Matthew T. Drenan | Comment

“Deserve’s got nothin’ to do with it.”

The timeless words of Will Munny in Unforgiven resonate when considering the efficacy of imputing liability to the corporate shipowner in the medical malpractice context. Should cruise ship corporations be held liable for the negligence of their onboard medical personnel? And, is there anything inherent about the maritime setting that should automatically immunize cruise ship corporations from vicarious liability?

The United States Court of Appeals for the Fifth Circuit answered these questions affirmatively in Barbetta v. S/S Bermuda Star, categorically barring a passenger/plaintiff from reaching the deep pockets of a corporate shipowner, despite falling victim to the negligence of the ship’s medical staff. Based on the central tenet of control, the Barbetta court held cruise ship companies exempt from liability because such corporations lacked the ability to meaningfully oversee the work of specialized physicians, could not interfere in the doctor-patient relationship, and ultimately because the provision of medical services was ancillary to a cruise ship company’s primary business.
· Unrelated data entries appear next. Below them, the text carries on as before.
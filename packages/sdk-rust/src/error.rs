//! SDK error type.

use std::time::Duration;

use solana_sdk::{pubkey::Pubkey, signature::Signature};

/// All errors returned by the deposit SDK.
#[derive(Debug, thiserror::Error)]
pub enum Error {
    // ── RPC / network ────────────────────────────────────────────────────────
    /// A JSON-RPC call failed at the transport or node level.
    #[error("RPC error: {0}")]
    Rpc(#[from] solana_client::client_error::ClientError),

    // ── Submission ───────────────────────────────────────────────────────────
    /// The AMM program (or the runtime) refused the transaction.  Nothing was
    /// applied; `logs` is the program's execution trace, verbatim.
    #[error("Transaction rejected: {reason}")]
    Rejected {
        signature: Option<Signature>,
        reason:    String,
        logs:      Vec<String>,
    },

    /// The transaction was sent but did not reach the target commitment in time.
    /// It may still land.
    #[error("Transaction {signature} not confirmed after {waited:?}")]
    ConfirmationTimeout { signature: Signature, waited: Duration },

    // ── Balance reads ────────────────────────────────────────────────────────
    /// A balance read exhausted its retries and the caller required a value.
    #[error("Balance of {account} unavailable after {attempts} attempts: {reason}")]
    BalanceUnavailable {
        account:  Pubkey,
        attempts: u32,
        reason:   String,
    },

    // ── Account parsing ──────────────────────────────────────────────────────
    /// Raw account or instruction bytes could not be deserialized.
    #[error("Parse error at offset {offset}: {reason}")]
    ParseError { offset: usize, reason: String },

    // ── Configuration ────────────────────────────────────────────────────────
    #[error("Invalid configuration: {0}")]
    InvalidConfig(String),

    #[error("Config file {path}: {reason}")]
    Config { path: String, reason: String },

    // ── Validation ───────────────────────────────────────────────────────────
    #[error("Invalid argument: {0}")]
    InvalidArgument(String),
}

impl Error {
    /// Program log lines attached to a rejection, empty for every other kind.
    pub fn logs(&self) -> &[String] {
        match self {
            Error::Rejected { logs, .. } => logs,
            _ => &[],
        }
    }
}

/// Convenience alias so every module can write `Result<T>`.
pub type Result<T> = std::result::Result<T, Error>;
//! AMM deposit SDK
//!
//! Deposits two token balances into an existing two-asset AMM pool and
//! reconciles the depositor's balances before and after the transaction.
//!
//! # Quick Start
//!
//! ```rust,no_run
//! use amm_deposit_sdk::{DepositConfig, DepositFlow, DepositRequest, RpcLedger};
//! use solana_sdk::signature::read_keypair_file;
//!
//! #[tokio::main]
//! async fn main() -> Result<(), Box<dyn std::error::Error>> {
//!     let config = DepositConfig::load("amm-deposit.toml")?;
//!     let depositor = read_keypair_file(&config.keypair_path)?;
//!     let flow = DepositFlow::new(config.clone(), RpcLedger::new(&config.rpc_url));
//!
//!     // 0.5 of each 9-decimal token
//!     let report = flow.run(&depositor, DepositRequest::new(500_000_000, 500_000_000)).await?;
//!     println!("tx {}  shares received: {:?}", report.signature, report.shares_received());
//!     Ok(())
//! }
//! ```
//!
//! # Components
//!
//! | Module | Role |
//! |--------|------|
//! | [`addresses`] | Pool PDA and associated token accounts |
//! | [`reader`] | Balance reads with bounded retry |
//! | [`instructions`] | 17-byte deposit payload, 11-account instruction |
//! | [`submitter`] | Sign, send, timeout-bounded confirmation |
//! | [`report`] | Before/after deltas |
//! | [`flow`] | The state machine tying them together |

pub mod addresses;
pub mod amount;
pub mod config;
pub mod error;
pub mod flow;
pub mod instructions;
pub mod ledger;
pub mod reader;
pub mod report;
pub mod state;
pub mod submitter;

pub use addresses::{DepositorAccounts, PoolAddresses};
pub use config::{DepositConfig, FileConfig};
pub use error::{Error, Result};
pub use flow::{DepositFlow, DepositRequest, Phase, Progress};
pub use instructions::DepositInstruction;
pub use ledger::{BalanceSource, Ledger, RpcLedger};
pub use reader::{BalanceRead, BalanceSnapshot, RetryPolicy};
pub use report::{DepositReport, Delta};
pub use submitter::{Confirmation, Submitter};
Nearly thirty years later, the United States Court of Appeals for the Eleventh Circuit took Barbetta head-on in Franza v. Royal Caribbean Cruises, Ltd., finding, alternatively that corporate shipowners could be held vicariously liable in the medical malpractice context. Based on a fact-intensive analysis, the Franza court observed that actual agency relationships should be determined on an individual basis, and that nothing inherent about the cruise ship industry made it different from other nonmedical businesses that provide physician services and have not garnered exempt liability status.